As the merits of school choice are discussed, it is important for Christians to keep in mind exactly how public policy affects society. In terms of Christian solidarity, as described by Pope John Paul II, we must strive to create a sense of kinship among our fellow man, encompassing each particular community. The goals of public policy should be no different, focusing on how everyone involved in a particular issue area can be better served. Let’s examine exactly whom school choice would benefit and how.
Children
The first and foremost goal of any education policy should be ensuring the highest quality education for our children. Competition brought about through school choice ultimately improves all schools, benefiting every child. Competition leads to more academic achievement, accountability, innovation, efficiency, individual attention, and extracurricular activities amongst schools. Surely, when students have many options and parents have the means to choose from them, an exemplary learning situation for each individual becomes much more likely than could ever occur within the present government monopoly.
Parents
School choice empowers parents to more adequately fulfill their God-given responsibilities by playing an active role in their children’s education. Choice allows parents to decide which school best meets their child’s particular academic, physical, and/or spiritual needs. Parents will have the freedom of moving their children to a different school should the current school fail to meet their expectations. Since funding is appropriated per child in a system of choice, they would be able to do this with relative ease, without taking extreme measures like relocating to another neighborhood just to have their children assigned a school in an affluent district.
Teachers
Teachers who are true to the education mission will benefit immensely through choice. Competitive schools will offer superior teachers more pay and benefits to teach their students. A competitive system rewards exemplary teachers instead of subjecting them to a pay scale based solely on time served. In fact, a study conducted by Ohio University predicts that competition among all schools will increase teacher salaries by more than 5 percent (“Private School Competition Raises Salaries of Public School Teachers,” 1999, http://www.buckeyeinstitute.org). As it is now, low-quality teachers who scrape by receive the same pay raises–sometimes more–than do good teachers, based simply on the number of years worked.
Principals
Within a system of choice, new emphasis will be placed on the local administration of each school. To successfully compete, schools will need to be freed from the stifling regulations imposed government bureaucrats. School leaders will take more responsibility in answering to parent/student concerns and shaping school identity, instead of deferring to a politician in the state’s capital. Schools will become more accountable to parents instead of hiding behind a protective monopoly. A competitive system would reward effective and innovative principals and school leaders who make their schools models of superior education.
Taxpayers
Who likes to pay taxes into a failing system? Taxpayers can rest assured that through choice, good schools are rewarded with eager students while substandard schools must improve to compete. Citizens can take heart in the fact that their hard earned tax dollars are being used to help a child attend a school that offers a quality education and a conducive learning environment. As better-educated children continue to develop, taxpayers can be confident that such funding has had a benefit on all of society.

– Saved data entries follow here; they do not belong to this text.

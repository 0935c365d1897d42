//! Storage layer for habitflow.
//!
//! This module provides SQLite-based persistence for:
//! - Focus sessions (recorded by the focus timer)
//! - Habits and their daily completion entries

pub(crate) mod columns;
mod database;
mod migrations;

pub use database::Database;
//! Habit statistics: streaks and completion rates.

use chrono::{Duration, NaiveDate};
use serde::{Deserialize, Serialize};

use super::habit::{Habit, HabitEntry};
use crate::error::HabitflowError;

/// Streak information for one habit.
#[derive(Debug, Clone, PartialEq, Eq, Serialize, Deserialize)]
pub struct StreakInfo {
    /// Consecutive completed days ending today, or yesterday if today is not done yet
    pub current: usize,
    /// Longest run of consecutive completed days
    pub longest: usize,
    pub last_completion: Option<NaiveDate>,
}

impl StreakInfo {
    /// Calculate streaks from completed days.
    #[must_use]
    pub fn calculate(completed: &[NaiveDate], today: NaiveDate) -> Self {
        let mut dates = completed.to_vec();
        dates.sort_unstable();
        dates.dedup();

        let last_completion = dates.last().copied();

        let mut check = if dates.binary_search(&today).is_ok() {
            today
        } else {
            today - Duration::days(1)
        };
        let mut current = 0;
        while dates.binary_search(&check).is_ok() {
            current += 1;
            check -= Duration::days(1);
        }

        let mut longest = 0;
        let mut run = 0;
        let mut prev: Option<NaiveDate> = None;
        for date in &dates {
            run = match prev {
                Some(p) if *date - p == Duration::days(1) => run + 1,
                _ => 1,
            };
            longest = longest.max(run);
            prev = Some(*date);
        }

        Self {
            current,
            longest,
            last_completion,
        }
    }
}

/// Statistics for one habit.
#[derive(Debug, Clone, Serialize, Deserialize)]
pub struct HabitStats {
    pub habit: Habit,
    pub streak: StreakInfo,
    pub done_today: bool,
    /// Length of the trailing window, ending today
    pub window_days: u32,
    /// Completed days inside the window
    pub completed_in_window: usize,
    /// Percentage of window days completed (0-100)
    pub completion_rate: f64,
}

impl HabitStats {
    /// Compute stats for a habit from its entries.
    ///
    /// # Errors
    ///
    /// Returns `HabitflowError::InvalidInput` if the window reaches past the
    /// earliest representable date.
    pub fn compute(
        habit: Habit,
        entries: &[HabitEntry],
        today: NaiveDate,
        window_days: u32,
    ) -> Result<Self, HabitflowError> {
        let completed: Vec<NaiveDate> = entries
            .iter()
            .filter(|e| e.completed && e.habit_id == habit.id)
            .map(|e| e.date)
            .collect();

        let window_days = window_days.max(1);
        let start = window_start(today, window_days)?;
        let completed_in_window = completed
            .iter()
            .filter(|d| **d >= start && **d <= today)
            .count();

        #[allow(clippy::cast_precision_loss)]
        let completion_rate = completed_in_window as f64 / f64::from(window_days) * 100.0;

        Ok(Self {
            done_today: completed.contains(&today),
            streak: StreakInfo::calculate(&completed, today),
            habit,
            window_days,
            completed_in_window,
            completion_rate,
        })
    }
}

/// First day of a trailing window of `days` days ending on `today`.
///
/// # Errors
///
/// Returns `HabitflowError::InvalidInput` if the start date would underflow.
pub fn window_start(today: NaiveDate, days: u32) -> Result<NaiveDate, HabitflowError> {
    let back = Duration::days(i64::from(days.max(1)) - 1);
    today.checked_sub_signed(back).ok_or_else(|| {
        HabitflowError::InvalidInput(format!("a {days}-day window ending {today} is out of range"))
    })
}

/// Statistics across all habits.
#[derive(Debug, Clone, Serialize, Deserialize)]
pub struct HabitSummary {
    pub date: NaiveDate,
    pub total_habits: usize,
    pub done_today: usize,
    pub habits: Vec<HabitStats>,
}

impl HabitSummary {
    #[must_use]
    pub fn new(date: NaiveDate, habits: Vec<HabitStats>) -> Self {
        Self {
            date,
            total_habits: habits.len(),
            done_today: habits.iter().filter(|h| h.done_today).count(),
            habits,
        }
    }
}

#[cfg(test)]
mod tests {
    use super::*;
    use chrono::{TimeZone, Utc};

    fn day(d: u32) -> NaiveDate {
        NaiveDate::from_ymd_opt(2024, 5, d).unwrap()
    }

    fn habit(id: i64) -> Habit {
        let t = Utc.with_ymd_and_hms(2024, 5, 1, 0, 0, 0).unwrap();
        Habit {
            id,
            name: format!("habit {id}"),
            description: None,
            color: "#3b82f6".to_string(),
            created_at: t,
            updated_at: t,
        }
    }

    fn entry(habit_id: i64, d: u32, completed: bool) -> HabitEntry {
        HabitEntry {
            habit_id,
            date: day(d),
            completed,
            created_at: Utc.with_ymd_and_hms(2024, 5, d, 12, 0, 0).unwrap(),
        }
    }

    #[test]
    fn test_streak_empty() {
        let streak = StreakInfo::calculate(&[], day(10));
        assert_eq!(streak.current, 0);
        assert_eq!(streak.longest, 0);
        assert_eq!(streak.last_completion, None);
    }

    #[test]
    fn test_streak_ending_today() {
        let streak = StreakInfo::calculate(&[day(8), day(9), day(10)], day(10));
        assert_eq!(streak.current, 3);
        assert_eq!(streak.longest, 3);
    }

    #[test]
    fn test_streak_counts_from_yesterday() {
        let streak = StreakInfo::calculate(&[day(8), day(9)], day(10));
        assert_eq!(streak.current, 2);
    }

    #[test]
    fn test_streak_broken() {
        let dates = [day(1), day(2), day(3), day(4), day(7)];
        let streak = StreakInfo::calculate(&dates, day(10));
        assert_eq!(streak.current, 0);
        assert_eq!(streak.longest, 4);
        assert_eq!(streak.last_completion, Some(day(7)));
    }

    #[test]
    fn test_stats_ignore_uncompleted_entries() {
        let entries = [
            entry(1, 8, true),
            entry(1, 9, false),
            entry(1, 10, true),
            entry(2, 9, true),
        ];
        let stats = HabitStats::compute(habit(1), &entries, day(10), 7).unwrap();

        assert!(stats.done_today);
        assert_eq!(stats.streak.current, 1);
        assert_eq!(stats.completed_in_window, 2);
        assert!((stats.completion_rate - 200.0 / 7.0).abs() < 1e-9);
    }

    #[test]
    fn test_stats_window_excludes_old_days() {
        let entries = [entry(1, 1, true), entry(1, 9, true)];
        let stats = HabitStats::compute(habit(1), &entries, day(10), 7).unwrap();
        assert_eq!(stats.completed_in_window, 1);
        assert!(!stats.done_today);
    }

    #[test]
    fn test_summary_counts_done_today() {
        let entries = [entry(1, 10, true), entry(2, 9, true)];
        let summary = HabitSummary::new(
            day(10),
            vec![
                HabitStats::compute(habit(1), &entries, day(10), 30).unwrap(),
                HabitStats::compute(habit(2), &entries, day(10), 30).unwrap(),
            ],
        );
        assert_eq!(summary.total_habits, 2);
        assert_eq!(summary.done_today, 1);
    }

    #[test]
    fn test_window_start() {
        assert_eq!(window_start(day(10), 7).unwrap(), day(4));
        assert_eq!(window_start(day(10), 1).unwrap(), day(10));
        assert_eq!(window_start(day(10), 0).unwrap(), day(10));
    }

    #[test]
    fn test_stats_reject_huge_window() {
        let err = HabitStats::compute(habit(1), &[], day(10), u32::MAX).unwrap_err();
        assert!(matches!(err, HabitflowError::InvalidInput(_)));
        assert!(window_start(day(10), u32::MAX).is_err());
    }
}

In short, the people profiting the most from school choice are the ones that the education system should be all about: children, parents, teachers, etc.
Who is left out of the equation? Government bureaucrats for one, whose role as the education “middlemen” will largely be bypassed as parents are empowered through choice. Politically minded union bosses will also lose some clout. To be sure, unions will continue to represent teachers in many school systems, even those that practice school choice; but it is the top union lobbyists who will lose much of their unnecessary power once their protective monopoly is taken away. These groups, however, have very little to do with the education of children–and much to do with pork-barrel politics–and should not be missed in a system of choice.
The free market has worked for other products and services; it will for education too. It is time to ask, to whose benefit should our reform efforts be geared: children and parents or bureaucrats and lobbyists? The answer is obvious.